– Да ведь он считал, Клитофонт, справедливым то, что пригодно сильнейшему. Установив эти два положения, он также согласился, что власть имущие иной раз приказывают то, что им самим идет во вред, однако слабейшие и подвластные все-таки должны это выполнять. Из этого допущения вытекает, что пригодное для сильнейшего нисколько не более справедливо, чем непригодное.
– Но под пригодным сильнейшему Фрасимах понимал то, что сам сильнейший считает для себя пригодным, – возразил Клитофонт. – Это-то и должен выполнять слабейший – вот что он признал справедливым.
– Нет, Фрасимах не так говорил, – сказал Полемарх.
– Не все ли равно, Полемарх, – заметил я, – если теперь Фрасимах говорит так, то мы так и будем его понимать. Скажи-ка мне, Фрасимах, хотел ли ты сказать, что справедливо все, что кажется сильнейшему пригодным для него самого, независимо от того, пригодно ли оно на самом деле или нет? Так ли нам понимать то, что ты говоришь?
– Вовсе не так. Неужели ты думаешь, что я считаю сильнейшим того, кто ошибается, и как раз тогда, когда он ошибается?
– Я, по крайней мере, думал, что таков смысл твоих слов, раз ты согласился, что власти небезгрешны, но, напротив, кое в чем и ошибаются.
– И крючкотвор же ты, Сократ, в твоих рассуждениях! Того, например, кто ошибочно лечит больных, назовешь ли ты врачом за эти его ошибки? Или мастером счета того, кто ошибается в счете именно тогда, когда он ошибается, и именно за эту его ошибку? Думаю, мы только в просторечье так выражаемся: "ошибся врач", "ошибся мастер счета" или "учитель грамматики". Я же полагаю, что если он действительно тот, кем мы его называем, то он никогда не совершает ошибок. По точному смыслу слова, раз уж ты так любишь точность, никто из мастеров своего дела в этом деле не ошибается. Ведь ошибаются от нехватки знания, то есть от недостатка мастерства. Так что, будь он художник, или мудрец, или правитель, никто не ошибается, когда владеет своим мастерством, хотя часто и говорят: "врач ошибся", "правитель ошибся". В этом смысле ты и понимай мой ответ. Вот он с полнейшей точностью: правитель, поскольку он действительно настоящий правитель, ошибок не совершает, он безошибочно устанавливает то, что для него всего лучше, и это должны выполнять те, кто ему подвластен. Так что, как я и говорил с самого начала, я называю справедливостью выполнение того, что пригодно сильнейшему.

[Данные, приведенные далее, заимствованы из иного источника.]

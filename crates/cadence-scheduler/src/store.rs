//! Durable job registry.
//!
//! [`JobStore`] is the only place job state lives; every other component
//! reads and writes through it. Each call is atomic: read-modify-write
//! operations run inside a single SQLite transaction behind the connection
//! mutex, so a concurrent `list` never observes a half-written job.

use std::path::Path;
use std::sync::{Mutex, MutexGuard};

use chrono::{DateTime, Utc};
use rusqlite::{Connection, OptionalExtension, Row};
use tracing::{debug, info, instrument, warn};
use uuid::Uuid;

use crate::db::init_db;
use crate::error::{Result, SchedulerError};
use crate::schedule::{next_run_after, validate};
use crate::types::{Job, JobPatch, JobState, NewJob, RunOutcome, RunRecord};

/// Persistence interface for jobs and their run history.
///
/// Mutating calls take the caller's notion of `now` so the store stays
/// deterministic; the scheduler passes wall-clock time.
pub trait JobStore: Send + Sync {
    /// Validate and insert a new job, computing its first `nextRunAt`.
    fn create(&self, new: NewJob, now: DateTime<Utc>) -> Result<Job>;

    fn get(&self, id: &str) -> Result<Job>;

    /// All jobs ordered by creation time. Rows that fail to decode are
    /// skipped with a warning.
    fn list(&self) -> Result<Vec<Job>>;

    /// Replace the fields present in `patch`. `nextRunAt` is recomputed from
    /// `now` when the schedule changes or the job becomes enabled.
    fn update(&self, id: &str, patch: JobPatch, now: DateTime<Utc>) -> Result<Job>;

    /// Enable (re-arming from `now`) or disable (clearing `nextRunAt`).
    /// Setting the current value again is a no-op.
    fn set_enabled(&self, id: &str, enabled: bool, now: DateTime<Utc>) -> Result<Job>;

    /// Remove a job and its history. Returns `false` if it did not exist.
    fn delete(&self, id: &str) -> Result<bool>;

    /// Write back a completed run. Returns `None` when the job was removed
    /// because of `deleteAfterRun`.
    fn record_run(&self, id: &str, outcome: &RunOutcome) -> Result<Option<Job>>;

    /// Recompute `nextRunAt` from `now`, dropping any missed occurrence.
    fn rearm(&self, id: &str, now: DateTime<Utc>) -> Result<Job>;

    /// Most recent runs of a job, newest first.
    fn list_runs(&self, id: &str, limit: usize) -> Result<Vec<RunRecord>>;
}

/// Default number of run records kept per job.
pub const DEFAULT_RUN_HISTORY_LIMIT: usize = 50;

const JOB_COLUMNS: &str = "id, name, enabled, schedule, payload, delete_after_run,
     next_run_at, last_run_at, last_status, last_error, last_duration_ms,
     created_at, updated_at";

/// SQLite-backed [`JobStore`].
///
/// Wraps a single connection in a `Mutex`; SQLite serialises writers anyway
/// and job traffic is light.
pub struct SqliteJobStore {
    conn: Mutex<Connection>,
    run_history_limit: usize,
}
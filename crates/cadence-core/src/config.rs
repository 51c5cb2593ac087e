use std::time::Duration;

use figment::{
    providers::{Env, Format, Toml},
    Figment,
};
use serde::{Deserialize, Serialize};

pub const DEFAULT_PORT: u16 = 18790;
pub const DEFAULT_BIND: &str = "127.0.0.1";
pub const ENV_PREFIX: &str = "CADENCE_";

/// Top-level config (cadence.toml + CADENCE_* env overrides).
#[derive(Debug, Clone, Default, Serialize, Deserialize)]
pub struct CadenceConfig {
    #[serde(default)]
    pub gateway: GatewayConfig,
    #[serde(default)]
    pub database: DatabaseConfig,
    #[serde(default)]
    pub scheduler: SchedulerConfig,
    #[serde(default)]
    pub runtime: RuntimeConfig,
}

#[derive(Debug, Clone, Serialize, Deserialize)]
pub struct GatewayConfig {
    #[serde(default = "default_port")]
    pub port: u16,
    #[serde(default = "default_bind")]
    pub bind: String,
}

impl Default for GatewayConfig {
    fn default() -> Self {
        Self {
            port: DEFAULT_PORT,
            bind: DEFAULT_BIND.to_string(),
        }
    }
}

#[derive(Debug, Clone, Serialize, Deserialize)]
pub struct DatabaseConfig {
    #[serde(default = "default_db_path")]
    pub path: String,
}

impl Default for DatabaseConfig {
    fn default() -> Self {
        Self {
            path: default_db_path(),
        }
    }
}

/// Tuning knobs for the job scheduler.
#[derive(Debug, Clone, Serialize, Deserialize)]
pub struct SchedulerConfig {
    /// Upper bound on job executions running at the same time.
    #[serde(default = "default_max_concurrent_runs")]
    pub max_concurrent_runs: usize,
    /// A run still going after this many seconds is recorded as an error.
    #[serde(default = "default_run_timeout_secs")]
    pub run_timeout_secs: u64,
    /// `lastError` is cut to this many characters before it is stored.
    #[serde(default = "default_max_error_chars")]
    pub max_error_chars: usize,
    /// Longest the loop sleeps without re-reading the wall clock.
    #[serde(default = "default_poll_interval_secs")]
    pub poll_interval_secs: u64,
    /// Fire jobs that came due while the process was down once at startup.
    /// When false they are re-armed from the current time instead.
    #[serde(default = "bool_true")]
    pub catch_up_missed: bool,
    /// Run records kept per job.
    #[serde(default = "default_run_history_limit")]
    pub run_history_limit: usize,
}

impl SchedulerConfig {
    pub fn run_timeout(&self) -> Duration {
        Duration::from_secs(self.run_timeout_secs.max(1))
    }

    pub fn poll_interval(&self) -> Duration {
        Duration::from_secs(self.poll_interval_secs.max(1))
    }
}

impl Default for SchedulerConfig {
    fn default() -> Self {
        Self {
            max_concurrent_runs: default_max_concurrent_runs(),
            run_timeout_secs: default_run_timeout_secs(),
            max_error_chars: default_max_error_chars(),
            poll_interval_secs: default_poll_interval_secs(),
            catch_up_missed: true,
            run_history_limit: default_run_history_limit(),
        }
    }
}

/// Where job payloads are sent for execution.
#[derive(Debug, Clone, Serialize, Deserialize)]
pub struct RuntimeConfig {
    /// HTTP endpoint of the action runtime. Unset means every run fails with
    /// "no action runtime configured".
    pub endpoint: Option<String>,
    /// Optional bearer token sent with each request.
    pub token: Option<String>,
    #[serde(default = "default_request_timeout_secs")]
    pub request_timeout_secs: u64,
    /// Run `payload.command` through `sh -c` before forwarding the message.
    #[serde(default = "bool_true")]
    pub allow_commands: bool,
}

impl RuntimeConfig {
    pub fn request_timeout(&self) -> Duration {
        Duration::from_secs(self.request_timeout_secs.max(1))
    }
}

impl Default for RuntimeConfig {
    fn default() -> Self {
        Self {
            endpoint: None,
            token: None,
            request_timeout_secs: default_request_timeout_secs(),
            allow_commands: true,
        }
    }
}

fn bool_true() -> bool {
    true
}
fn default_port() -> u16 {
    DEFAULT_PORT
}
fn default_bind() -> String {
    DEFAULT_BIND.to_string()
}
fn default_max_concurrent_runs() -> usize {
    8
}
fn default_run_timeout_secs() -> u64 {
    300
}
fn default_max_error_chars() -> usize {
    2_000
}
fn default_poll_interval_secs() -> u64 {
    60
}
fn default_run_history_limit() -> usize {
    50
}
fn default_request_timeout_secs() -> u64 {
    330
}
fn default_db_path() -> String {
    let home = std::env::var("HOME").unwrap_or_else(|_| ".".to_string());
    format!("{}/.cadence/cadence.db", home)
}

impl CadenceConfig {
    /// Load config from a TOML file with CADENCE_* env var overrides.
    ///
    /// Nested keys use a double underscore:
    /// `CADENCE_SCHEDULER__RUN_TIMEOUT_SECS=60`.
    pub fn load(config_path: Option<&str>) -> crate::error::Result<Self> {
        let path = config_path
            .map(String::from)
            .unwrap_or_else(default_config_path);

        Figment::new()
            .merge(Toml::file(&path))
            .merge(Env::prefixed(ENV_PREFIX).split("__"))
            .extract()
            .map_err(|e| crate::error::CadenceError::Config(e.to_string()))
    }

    /// Parse config from an in-memory TOML document (no env overrides).
    pub fn from_toml_str(toml: &str) -> crate::error::Result<Self> {
        Figment::new()
            .merge(Toml::string(toml))
            .extract()
            .map_err(|e| crate::error::CadenceError::Config(e.to_string()))
    }
}

fn default_config_path() -> String {
    let home = std::env::var("HOME").unwrap_or_else(|_| ".".to_string());
    format!("{}/.cadence/cadence.toml", home)
}
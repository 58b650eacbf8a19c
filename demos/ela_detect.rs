//! ELA Detection Example
//!
//! Runs error level analysis on one image and prints the verdict and report.
//!
//! Run with: cargo run --example ela_detect -- <image_path> [output_dir] [quality]

use std::{env, fs, path::Path};

use ela_forensics::{ElaConfig, ElaDetector, error::Result, report::JsonReport};

fn main() -> Result<()> {
    env_logger::init();

    let args: Vec<String> = env::args().collect();

    if args.len() < 2 {
        println!("Usage: {} <image_path> [output_dir] [quality]", args[0]);
        println!();
        println!("  image_path  - JPEG image to analyze");
        println!("  output_dir  - Where the annotated image is written (default: ./output)");
        println!("  quality     - Recompression quality, 1-100 (default: 90)");
        return Ok(());
    }

    let image_path = &args[1];
    let output_dir = args.get(2).map(|s| s.as_str()).unwrap_or("./output");
    let quality = args
        .get(3)
        .and_then(|q| q.parse::<u8>().ok())
        .unwrap_or(90);

    if !Path::new(image_path).exists() {
        eprintln!("Error: Image file '{}' not found", image_path);
        std::process::exit(1);
    }

    fs::create_dir_all(output_dir)?;

    let detector = ElaDetector::new().with_config(ElaConfig {
        recompress_quality: quality,
        ..ElaConfig::default()
    });

    println!("Analyzing {} at quality {}...", image_path, quality);
    let (verdict, result) = detector.detect_with_report(image_path, output_dir)?;

    if verdict.forged {
        println!("  Verdict: possible tampering");
    } else {
        println!("  Verdict: no sign of tampering");
    }
    println!("  Max difference: {}", result.max_difference);
    println!("  Mean difference: {:.2}", result.mean_difference);
    println!("  Highlighted pixels: {}", result.highlighted_pixels);
    println!("  Suspicious regions: {}", result.suspicious_regions.len());
    if let Some(path) = &verdict.annotated_image_path {
        println!("  Output: {}", path.display());
    }
    println!();

    match JsonReport::from_parts(&verdict, &result).to_json() {
        Ok(json) => println!("{}", json),
        Err(e) => eprintln!("Failed to serialize report: {}", e),
    }

    Ok(())
}
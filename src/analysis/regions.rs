use std::collections::BTreeMap;

use image::{GrayImage, Luma};
use imageproc::region_labelling::{Connectivity, connected_components};

use crate::SRegion;

/// Boxes closer than this many pixels are reported as one region.
const MERGE_GAP: u32 = 8;

/// Bounding boxes of the 8-connected clusters of non-zero pixels in `mask`.
pub fn find_highlighted_regions(mask: &GrayImage) -> Vec<SRegion> {
    let labels = connected_components(mask, Connectivity::Eight, Luma([0u8]));

    let mut boxes: BTreeMap<u32, (u32, u32, u32, u32)> = BTreeMap::new();
    for (x, y, label) in labels.enumerate_pixels() {
        let label = label[0];
        if label == 0 {
            continue;
        }

        boxes
            .entry(label)
            .and_modify(|(x0, y0, x1, y1)| {
                *x0 = (*x0).min(x);
                *y0 = (*y0).min(y);
                *x1 = (*x1).max(x);
                *y1 = (*y1).max(y);
            })
            .or_insert((x, y, x, y));
    }

    let regions = boxes
        .into_values()
        .map(|(x0, y0, x1, y1)| SRegion {
            x: x0,
            y: y0,
            width: x1 - x0 + 1,
            height: y1 - y0 + 1,
        })
        .collect();

    merge_adjacent_regions(regions)
}

fn merge_adjacent_regions(regions: Vec<SRegion>) -> Vec<SRegion> {
    let mut merged: Vec<SRegion> = Vec::with_capacity(regions.len());

    for region in regions {
        let mut current = region;

        // Absorbing one box can bring it within reach of another already kept.
        loop {
            let Some(index) = merged.iter().position(|other| regions_adjacent(&current, other)) else {
                break;
            };
            let other = merged.swap_remove(index);
            current = merge_two_regions(&current, &other);
        }

        merged.push(current);
    }

    merged.sort_by_key(|r| (r.y, r.x));
    merged
}

fn regions_adjacent(a: &SRegion, b: &SRegion) -> bool {
    !(a.x + a.width + MERGE_GAP < b.x
        || b.x + b.width + MERGE_GAP < a.x
        || a.y + a.height + MERGE_GAP < b.y
        || b.y + b.height + MERGE_GAP < a.y)
}

fn merge_two_regions(a: &SRegion, b: &SRegion) -> SRegion {
    let x = a.x.min(b.x);
    let y = a.y.min(b.y);
    let x2 = (a.x + a.width).max(b.x + b.width);
    let y2 = (a.y + a.height).max(b.y + b.height);

    SRegion {
        x,
        y,
        width: x2 - x,
        height: y2 - y,
    }
}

– Вот как, Фрасимах, по-твоему, я крючкотвор?
– И даже очень.
– Ты считаешь, что в моих рассуждениях я со злым умыслом задавал свои вопросы?
– Я в этом уверен. Только ничего у тебя не выйдет: от меня тебе не скрыть своей злонамеренности, а раз тебе ее не скрыть, то и не удастся тебе пересилить меня в нашей беседе.
– Да я не стал бы и пытаться, дорогой мой. Но чтобы у нас не получилось чего-нибудь опять в этом роде, определи, в обычном ли понимании или в точном смысле употребляешь ты слова "правитель" и "сильнейший", когда говоришь, что будет справедливым, чтобы слабейший творил пригодное сильнейшему.
– Я имею в виду правителя в самом точном смысле этого слова. Искажай теперь злостно и клевещи, сколько можешь, – я тебе не уступлю. Впрочем, тебе с этим не справиться.
– По-твоему, я до того безумен, что решусь стричь льва и клеветать на Фрасимаха?
– Однако ты только что пытался, хотя тебе это и не под силу.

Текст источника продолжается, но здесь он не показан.